#### [Aim of the task]
Exactly as they stand, write out all of the entries again.

==== Information shown ====

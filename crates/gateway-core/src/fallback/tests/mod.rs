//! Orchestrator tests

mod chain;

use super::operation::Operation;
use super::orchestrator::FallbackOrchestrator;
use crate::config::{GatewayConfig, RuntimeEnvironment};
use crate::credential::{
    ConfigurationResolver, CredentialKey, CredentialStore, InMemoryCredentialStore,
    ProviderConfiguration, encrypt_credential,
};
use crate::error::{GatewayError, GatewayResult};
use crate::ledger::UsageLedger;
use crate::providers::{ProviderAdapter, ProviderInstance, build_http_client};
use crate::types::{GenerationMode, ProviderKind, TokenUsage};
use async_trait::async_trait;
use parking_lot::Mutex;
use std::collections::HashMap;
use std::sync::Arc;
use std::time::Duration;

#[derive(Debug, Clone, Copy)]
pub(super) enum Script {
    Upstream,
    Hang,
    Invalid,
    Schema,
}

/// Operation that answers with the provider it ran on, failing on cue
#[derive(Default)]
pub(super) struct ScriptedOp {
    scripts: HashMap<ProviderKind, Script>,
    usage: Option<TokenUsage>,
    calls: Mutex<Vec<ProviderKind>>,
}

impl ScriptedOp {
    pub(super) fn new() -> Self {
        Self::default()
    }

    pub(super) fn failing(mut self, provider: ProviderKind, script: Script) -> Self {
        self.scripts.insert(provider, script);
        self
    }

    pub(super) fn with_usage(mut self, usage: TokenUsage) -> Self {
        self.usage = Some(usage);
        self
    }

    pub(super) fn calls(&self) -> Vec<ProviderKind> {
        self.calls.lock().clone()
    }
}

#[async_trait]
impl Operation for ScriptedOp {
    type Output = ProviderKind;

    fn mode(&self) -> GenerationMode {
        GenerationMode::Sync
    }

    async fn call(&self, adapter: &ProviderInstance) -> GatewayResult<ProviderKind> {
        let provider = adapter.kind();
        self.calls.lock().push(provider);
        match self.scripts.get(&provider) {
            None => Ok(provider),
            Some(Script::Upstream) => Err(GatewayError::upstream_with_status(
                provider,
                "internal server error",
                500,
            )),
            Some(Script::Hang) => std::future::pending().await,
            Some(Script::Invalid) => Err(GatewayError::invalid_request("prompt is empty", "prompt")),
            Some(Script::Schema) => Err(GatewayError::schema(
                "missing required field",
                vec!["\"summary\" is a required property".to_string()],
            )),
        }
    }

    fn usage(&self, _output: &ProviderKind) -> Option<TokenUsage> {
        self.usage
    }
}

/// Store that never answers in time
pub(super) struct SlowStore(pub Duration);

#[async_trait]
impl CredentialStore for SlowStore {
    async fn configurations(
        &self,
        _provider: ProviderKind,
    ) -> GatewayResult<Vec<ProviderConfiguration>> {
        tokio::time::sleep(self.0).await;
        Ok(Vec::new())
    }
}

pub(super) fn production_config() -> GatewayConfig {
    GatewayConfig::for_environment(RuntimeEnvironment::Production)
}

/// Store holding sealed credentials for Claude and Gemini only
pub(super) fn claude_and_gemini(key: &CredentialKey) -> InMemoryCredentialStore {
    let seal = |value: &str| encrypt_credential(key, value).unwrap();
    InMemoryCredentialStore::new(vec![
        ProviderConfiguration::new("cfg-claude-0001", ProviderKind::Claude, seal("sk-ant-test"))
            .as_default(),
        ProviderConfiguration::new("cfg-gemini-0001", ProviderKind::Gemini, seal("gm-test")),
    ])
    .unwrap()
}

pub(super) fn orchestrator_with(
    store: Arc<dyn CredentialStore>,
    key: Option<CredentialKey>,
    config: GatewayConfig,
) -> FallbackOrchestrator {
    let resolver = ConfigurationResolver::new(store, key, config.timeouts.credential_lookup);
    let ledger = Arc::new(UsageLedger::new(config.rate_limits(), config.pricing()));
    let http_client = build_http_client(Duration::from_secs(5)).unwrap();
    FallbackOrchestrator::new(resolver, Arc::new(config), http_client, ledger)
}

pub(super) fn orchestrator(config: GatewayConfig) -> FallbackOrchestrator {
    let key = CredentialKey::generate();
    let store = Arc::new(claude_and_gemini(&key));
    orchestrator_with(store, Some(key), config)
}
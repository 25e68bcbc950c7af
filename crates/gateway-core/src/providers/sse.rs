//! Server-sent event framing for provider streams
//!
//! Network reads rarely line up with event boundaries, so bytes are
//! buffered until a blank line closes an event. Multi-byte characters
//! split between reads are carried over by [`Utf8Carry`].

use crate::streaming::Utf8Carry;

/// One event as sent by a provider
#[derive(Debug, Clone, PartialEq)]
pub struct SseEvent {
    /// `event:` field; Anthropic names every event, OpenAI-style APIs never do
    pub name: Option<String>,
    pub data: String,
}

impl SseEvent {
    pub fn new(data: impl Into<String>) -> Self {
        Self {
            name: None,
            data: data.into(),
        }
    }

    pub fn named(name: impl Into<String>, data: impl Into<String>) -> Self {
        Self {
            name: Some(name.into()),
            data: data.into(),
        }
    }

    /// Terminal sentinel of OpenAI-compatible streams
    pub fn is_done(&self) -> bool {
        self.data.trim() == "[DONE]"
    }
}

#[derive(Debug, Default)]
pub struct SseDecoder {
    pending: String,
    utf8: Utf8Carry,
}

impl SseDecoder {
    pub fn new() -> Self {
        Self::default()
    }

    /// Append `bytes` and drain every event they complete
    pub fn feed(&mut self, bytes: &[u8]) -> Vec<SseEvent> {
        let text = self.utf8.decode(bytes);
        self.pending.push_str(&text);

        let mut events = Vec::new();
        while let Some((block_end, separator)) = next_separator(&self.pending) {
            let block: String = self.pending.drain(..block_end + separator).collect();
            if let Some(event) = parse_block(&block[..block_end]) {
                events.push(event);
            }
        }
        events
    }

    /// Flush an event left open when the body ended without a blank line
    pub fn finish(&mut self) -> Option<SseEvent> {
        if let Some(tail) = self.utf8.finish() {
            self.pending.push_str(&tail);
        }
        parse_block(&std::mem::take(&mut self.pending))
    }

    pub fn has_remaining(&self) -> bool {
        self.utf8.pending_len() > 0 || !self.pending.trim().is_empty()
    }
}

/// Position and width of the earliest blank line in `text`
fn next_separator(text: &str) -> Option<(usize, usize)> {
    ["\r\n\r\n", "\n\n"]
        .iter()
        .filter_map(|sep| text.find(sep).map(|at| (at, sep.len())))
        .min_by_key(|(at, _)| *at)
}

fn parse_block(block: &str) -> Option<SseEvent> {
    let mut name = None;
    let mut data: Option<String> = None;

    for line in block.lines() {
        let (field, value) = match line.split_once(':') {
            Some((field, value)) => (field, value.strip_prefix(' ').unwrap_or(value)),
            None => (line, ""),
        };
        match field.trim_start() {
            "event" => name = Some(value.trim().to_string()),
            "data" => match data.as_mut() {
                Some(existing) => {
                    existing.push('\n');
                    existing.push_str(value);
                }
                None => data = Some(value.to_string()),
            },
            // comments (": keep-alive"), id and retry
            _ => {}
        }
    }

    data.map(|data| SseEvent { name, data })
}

====

#### [Solution for this exercise]
filename crates/gateway-core/src/fallback/tests/mod.rs
//! Orchestrator tests

mod chain;

use super::operation::Operation;
use super::orchestrator::FallbackOrchestrator;
use crate::config::{GatewayConfig, RuntimeEnvironment};
use crate::credential::{
    ConfigurationResolver, CredentialKey, CredentialStore, InMemoryCredentialStore,
    ProviderConfiguration, encrypt_credential,
};
use crate::error::{GatewayError, GatewayResult};
use crate::ledger::UsageLedger;
use crate::providers::{ProviderAdapter, ProviderInstance, build_http_client};
use crate::types::{GenerationMode, ProviderKind, TokenUsage};
use async_trait::async_trait;
use parking_lot::Mutex;
use std::collections::HashMap;
use std::sync::Arc;
use std::time::Duration;

#[derive(Debug, Clone, Copy)]
pub(super) enum Script {
    Upstream,
    Hang,
    Invalid,
    Schema,
}

/// Operation that answers with the provider it ran on, failing on cue
#[derive(Default)]
pub(super) struct ScriptedOp {
    scripts: HashMap<ProviderKind, Script>,
    usage: Option<TokenUsage>,
    calls: Mutex<Vec<ProviderKind>>,
}

impl ScriptedOp {
    pub(super) fn new() -> Self {
        Self::default()
    }

    pub(super) fn failing(mut self, provider: ProviderKind, script: Script) -> Self {
        self.scripts.insert(provider, script);
        self
    }

    pub(super) fn with_usage(mut self, usage: TokenUsage) -> Self {
        self.usage = Some(usage);
        self
    }

    pub(super) fn calls(&self) -> Vec<ProviderKind> {
        self.calls.lock().clone()
    }
}

#[async_trait]
impl Operation for ScriptedOp {
    type Output = ProviderKind;

    fn mode(&self) -> GenerationMode {
        GenerationMode::Sync
    }

    async fn call(&self, adapter: &ProviderInstance) -> GatewayResult<ProviderKind> {
        let provider = adapter.kind();
        self.calls.lock().push(provider);
        match self.scripts.get(&provider) {
            None => Ok(provider),
            Some(Script::Upstream) => Err(GatewayError::upstream_with_status(
                provider,
                "internal server error",
                500,
            )),
            Some(Script::Hang) => std::future::pending().await,
            Some(Script::Invalid) => Err(GatewayError::invalid_request("prompt is empty", "prompt")),
            Some(Script::Schema) => Err(GatewayError::schema(
                "missing required field",
                vec!["\"summary\" is a required property".to_string()],
            )),
        }
    }

    fn usage(&self, _output: &ProviderKind) -> Option<TokenUsage> {
        self.usage
    }
}

/// Store that never answers in time
pub(super) struct SlowStore(pub Duration);

#[async_trait]
impl CredentialStore for SlowStore {
    async fn configurations(
        &self,
        _provider: ProviderKind,
    ) -> GatewayResult<Vec<ProviderConfiguration>> {
        tokio::time::sleep(self.0).await;
        Ok(Vec::new())
    }
}

pub(super) fn production_config() -> GatewayConfig {
    GatewayConfig::for_environment(RuntimeEnvironment::Production)
}

/// Store holding sealed credentials for Claude and Gemini only
pub(super) fn claude_and_gemini(key: &CredentialKey) -> InMemoryCredentialStore {
    let seal = |value: &str| encrypt_credential(key, value).unwrap();
    InMemoryCredentialStore::new(vec![
        ProviderConfiguration::new("cfg-claude-0001", ProviderKind::Claude, seal("sk-ant-test"))
            .as_default(),
        ProviderConfiguration::new("cfg-gemini-0001", ProviderKind::Gemini, seal("gm-test")),
    ])
    .unwrap()
}

pub(super) fn orchestrator_with(
    store: Arc<dyn CredentialStore>,
    key: Option<CredentialKey>,
    config: GatewayConfig,
) -> FallbackOrchestrator {
    let resolver = ConfigurationResolver::new(store, key, config.timeouts.credential_lookup);
    let ledger = Arc::new(UsageLedger::new(config.rate_limits(), config.pricing()));
    let http_client = build_http_client(Duration::from_secs(5)).unwrap();
    FallbackOrchestrator::new(resolver, Arc::new(config), http_client, ledger)
}

pub(super) fn orchestrator(config: GatewayConfig) -> FallbackOrchestrator {
    let key = CredentialKey::generate();
    let store = Arc::new(claude_and_gemini(&key));
    orchestrator_with(store, Some(key), config)
}
repository 25e68bcbc950c7af
filename crates/gateway-core/src/providers/sse.rs
//! Server-sent event framing for provider streams
//!
//! Network reads rarely line up with event boundaries, so bytes are
//! buffered until a blank line closes an event. Multi-byte characters
//! split between reads are carried over by [`Utf8Carry`].

use crate::streaming::Utf8Carry;

/// One event as sent by a provider
#[derive(Debug, Clone, PartialEq)]
pub struct SseEvent {
    /// `event:` field; Anthropic names every event, OpenAI-style APIs never do
    pub name: Option<String>,
    pub data: String,
}

impl SseEvent {
    pub fn new(data: impl Into<String>) -> Self {
        Self {
            name: None,
            data: data.into(),
        }
    }

    pub fn named(name: impl Into<String>, data: impl Into<String>) -> Self {
        Self {
            name: Some(name.into()),
            data: data.into(),
        }
    }

    /// Terminal sentinel of OpenAI-compatible streams
    pub fn is_done(&self) -> bool {
        self.data.trim() == "[DONE]"
    }
}

#[derive(Debug, Default)]
pub struct SseDecoder {
    pending: String,
    utf8: Utf8Carry,
}

impl SseDecoder {
    pub fn new() -> Self {
        Self::default()
    }

    /// Append `bytes` and drain every event they complete
    pub fn feed(&mut self, bytes: &[u8]) -> Vec<SseEvent> {
        let text = self.utf8.decode(bytes);
        self.pending.push_str(&text);

        let mut events = Vec::new();
        while let Some((block_end, separator)) = next_separator(&self.pending) {
            let block: String = self.pending.drain(..block_end + separator).collect();
            if let Some(event) = parse_block(&block[..block_end]) {
                events.push(event);
            }
        }
        events
    }

    /// Flush an event left open when the body ended without a blank line
    pub fn finish(&mut self) -> Option<SseEvent> {
        if let Some(tail) = self.utf8.finish() {
            self.pending.push_str(&tail);
        }
        parse_block(&std::mem::take(&mut self.pending))
    }

    pub fn has_remaining(&self) -> bool {
        self.utf8.pending_len() > 0 || !self.pending.trim().is_empty()
    }
}

/// Position and width of the earliest blank line in `text`
fn next_separator(text: &str) -> Option<(usize, usize)> {
    ["\r\n\r\n", "\n\n"]
        .iter()
        .filter_map(|sep| text.find(sep).map(|at| (at, sep.len())))
        .min_by_key(|(at, _)| *at)
}

fn parse_block(block: &str) -> Option<SseEvent> {
    let mut name = None;
    let mut data: Option<String> = None;

    for line in block.lines() {
        let (field, value) = match line.split_once(':') {
            Some((field, value)) => (field, value.strip_prefix(' ').unwrap_or(value)),
            None => (line, ""),
        };
        match field.trim_start() {
            "event" => name = Some(value.trim().to_string()),
            "data" => match data.as_mut() {
                Some(existing) => {
                    existing.push('\n');
                    existing.push_str(value);
                }
                None => data = Some(value.to_string()),
            },
            // comments (": keep-alive"), id and retry
            _ => {}
        }
    }

    data.map(|data| SseEvent { name, data })
}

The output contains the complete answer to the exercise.